Capital: Santiago
Population: 15.8 million (UN, 2003)
Year of Independence: 1810, from Spain
Type of Government: Republic
GNP: $153 billion (2001 est.)
Natural Resources: copper, timber, iron ore, nitrates, precious metals, molybdenum, hydropower
Political Parties: Center-Center Union Party (UCCP); Christian Democratic Party (PDC); Coalition of Parties for Democracy (“Concertacion”) or CPD — including PDC, PS, PPD, PRSD; Independent Democratic Union (UDI); National Renewal (RN); Party for Democracy (PPD); Radical Social Democratic Party (PRSD); Socialist Party (PS)

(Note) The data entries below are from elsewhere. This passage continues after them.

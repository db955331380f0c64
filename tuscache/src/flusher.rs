//! Moves sealed buffer segments into object storage.
//!
//! Everything here runs with the session's flusher lock held, which is what guarantees that at
//! most one flush per upload is in flight and that segments are flushed in the order they were
//! written.
use crate::buffer::Segment;
use crate::cache::CacheInner;
use crate::metadata::IncompletePart;
use crate::session::{FlusherState, UploadSession};
use crate::Result;
use bytes::{Bytes, BytesMut};
use snafu::prelude::*;
use std::sync::Arc;
use tracing::{debug, debug_span, error, info, instrument, warn, Instrument};

/// Flush every queued segment of `session`, oldest first.
///
/// Stops at the first failure.  The failed segment goes back to the head of the queue with its
/// file untouched, and the session is left in the failed state so the next write retries it.
#[instrument(skip_all, fields(id = %session.id()))]
pub(crate) async fn drain(
    inner: &CacheInner,
    session: &UploadSession,
    flusher: &mut FlusherState,
) -> Result<()> {
    while let Some(segment) = session.next_segment() {
        session.begin_flush();

        if let Err(e) = flush_segment(inner, session, flusher, &segment).await {
            error!(seq = segment.seq, size = segment.len, err = ?e, "Flush failed; buffered data kept for retry");

            session.requeue(segment);
            session.flush_failed();
            session.backpressure.notify_flush_failed();

            return Err(e);
        }

        let len = segment.len;
        let path = segment.path.clone();

        // Removing the segment also frees its backpressure slot
        if let Err(e) = segment.remove().await {
            // The data is already in object storage so this is only a leak of disk space, which
            // the sweeper or the next restart takes care of
            warn!(path = %path.display(), err = ?e, "Failed to delete flushed buffer segment");
        }
        session.confirm(len);
    }

    session.end_flush();

    Ok(())
}

/// Start draining `session` in the background
pub(crate) fn spawn_flush(inner: Arc<CacheInner>, session: Arc<UploadSession>) {
    let span = debug_span!("background_flush", id = %session.id());

    tokio::spawn(
        async move {
            let mut flusher = session.flusher.lock().await;

            // Failures were logged by `drain` and are reported to the next write
            if drain(&inner, &session, &mut flusher).await.is_ok() {
                debug!(offset = session.offset(), "Background flush finished");
            }
        }
        .instrument(span),
    );
}

async fn flush_segment(
    inner: &CacheInner,
    session: &UploadSession,
    flusher: &mut FlusherState,
    segment: &Segment,
) -> Result<()> {
    let id = session.id();

    if segment.len == 0 {
        return Ok(());
    }

    let data = segment.read().await?;
    let parked = flusher.incomplete_part_size();

    // Undersized data parked by an earlier flush has to go in front of this segment
    let payload = if parked > 0 {
        let incomplete = fetch_incomplete_part(inner, id, flusher).await?;

        let mut payload = BytesMut::with_capacity(incomplete.len() + data.len());
        payload.extend_from_slice(&incomplete);
        payload.extend_from_slice(&data);
        payload.freeze()
    } else {
        data
    };

    let size = payload.len() as u64;
    let stored_after = session.confirmed() - parked + size;
    let is_final = session
        .declared_size()
        .map_or(false, |declared| stored_after >= declared);

    if size >= inner.config.min_part_size_bytes() || is_final {
        upload_part(inner, id, flusher, payload).await
    } else {
        park(inner, id, flusher, payload).await
    }
}

/// Upload the parked incomplete part on its own, as the last part of the upload.
///
/// For completing an upload whose final bytes were all parked by an earlier flush, so there is no
/// segment left to prepend them to.
pub(crate) async fn promote_incomplete_part(
    inner: &CacheInner,
    session: &UploadSession,
    flusher: &mut FlusherState,
) -> Result<()> {
    if flusher.incomplete_part_size() == 0 {
        return Ok(());
    }

    let id = session.id();
    let payload = fetch_incomplete_part(inner, id, flusher).await?;
    info!(size = payload.len(), "Uploading incomplete part as the final part");

    upload_part(inner, id, flusher, payload).await
}

/// The bytes of the incomplete part which the metadata records as belonging to the upload
async fn fetch_incomplete_part(
    inner: &CacheInner,
    id: &str,
    flusher: &FlusherState,
) -> Result<Bytes> {
    let size = flusher.incomplete_part_size();

    // Anything past `size` was stored by a flush that failed before recording it, and is still
    // buffered locally
    let mut data = inner
        .store
        .get_incomplete_part(id)
        .await?
        .filter(|data| data.len() as u64 >= size)
        .context(crate::error::IncompletePartMissingSnafu { id, size })?;
    data.truncate(size as usize);

    Ok(data)
}

/// Upload `payload` as the next numbered part.  It includes the incomplete part, if there is one.
async fn upload_part(
    inner: &CacheInner,
    id: &str,
    flusher: &mut FlusherState,
    payload: Bytes,
) -> Result<()> {
    let upload_id = ensure_multipart_upload(inner, flusher, id).await?;
    let part_number = flusher.last_part_number + 1;
    let size = payload.len();

    inner
        .store
        .upload_part(id, &upload_id, part_number, payload)
        .await?;
    flusher.last_part_number = part_number;

    debug!(part_number, size, "Uploaded part");

    if flusher.metadata.incomplete_part.take().is_some() {
        // The saved record names `part_number` as the part the parked bytes go into, so it reads
        // correctly after a restart even if these cleanups fail
        flusher.metadata_dirty = true;
        if let Err(e) = save_metadata(inner, flusher).await {
            warn!(err = ?e, "Failed to record that the incomplete part was uploaded");
        }
        if let Err(e) = inner.store.delete_incomplete_part(id).await {
            warn!(err = ?e, "Failed to delete incomplete part after it was uploaded as a numbered part");
        }
    }

    Ok(())
}

/// Store `payload` as the incomplete part until there's enough data for a numbered part.
///
/// The parked bytes only count once the metadata records them.
async fn park(
    inner: &CacheInner,
    id: &str,
    flusher: &mut FlusherState,
    payload: Bytes,
) -> Result<()> {
    let size = payload.len() as u64;

    inner.store.put_incomplete_part(id, payload).await?;

    let previous = flusher.metadata.incomplete_part.replace(IncompletePart {
        size,
        next_part_number: flusher.last_part_number + 1,
    });
    flusher.metadata_dirty = true;

    if let Err(e) = save_metadata(inner, flusher).await {
        // The stored object starts with the previously recorded bytes, so that record still holds
        flusher.metadata.incomplete_part = previous;
        return Err(e);
    }

    debug!(size, "Stored undersized data as the incomplete part");

    Ok(())
}

/// The ID of the session's multipart upload, starting one if this is the first part.
///
/// The ID is persisted before any part is uploaded under it, so the parts can always be found
/// again after a restart.
async fn ensure_multipart_upload(
    inner: &CacheInner,
    flusher: &mut FlusherState,
    id: &str,
) -> Result<String> {
    let upload_id = match &flusher.metadata.multipart_upload_id {
        Some(upload_id) => upload_id.clone(),
        None => {
            let upload_id = inner.store.create_multipart_upload(id).await?;
            info!(%upload_id, "Started multipart upload");

            flusher.metadata.multipart_upload_id = Some(upload_id.clone());
            flusher.metadata_dirty = true;
            upload_id
        }
    };

    save_metadata(inner, flusher).await?;

    Ok(upload_id)
}

async fn save_metadata(inner: &CacheInner, flusher: &mut FlusherState) -> Result<()> {
    if flusher.metadata_dirty {
        inner.metadata.save(&flusher.metadata).await?;
        flusher.metadata_dirty = false;
    }

    Ok(())
}

/// Take the last `written` bytes back out of the newest queued segment.
///
/// Used when the write that appended them was meant to complete the upload and couldn't, so the
/// client sees the offset from before that write and can simply resend it.
pub(crate) async fn unwind_final_write(session: &UploadSession, written: u64) -> Result<()> {
    if written == 0 {
        return Ok(());
    }

    let Some(mut segment) = session.take_last_segment() else {
        return Ok(());
    };

    let keep = segment.len.saturating_sub(written);
    let removed = segment.len - keep;

    if keep == 0 {
        let result = segment.remove().await;
        session.forget_segment();
        session.unaccept(removed);
        result
    } else {
        let result = segment.truncate(keep).await;
        if result.is_ok() {
            session.unaccept(removed);
        }
        session.restore_last_segment(segment);
        result
    }
}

In 1970, Salvador Allende Gossens became the first popularly elected Marxist president of a Latin American country. His attempts to implement socialism through democratic means polarized the Chilean population. In 1973, a military coup led by General Augusto Pinochet and supported by the United States resulted in the death of thousands and nearly two decades of dictatorship. Officially, Allende committed suicide, though many believe he was murdered. After the 18-year Pinochet-led government gave way to democracy in 1990, Chile’s economy continued its rapid expansion and industrialization to form one of the most stable economies on the continent. Its current president, Ricardo Lagos, faces new economic concerns and old social ones, including a segmented and segregated population, an inadequate food supply, continued protests over the treatment of political dissidents during Pinochet’s regime, and angered politically active indigenous peoples. Those in the farther reaches, especially the indigenous populations of the north and south, feel little identification with the centralized urban population or the largely white upper class and government. Considered more economically balanced than its South American neighbors, Chile has in the past few years nevertheless been subject to currency depreciation and a sluggish economy. Foreign enterprises threaten local businesses and cause more difficulties in the urban centers.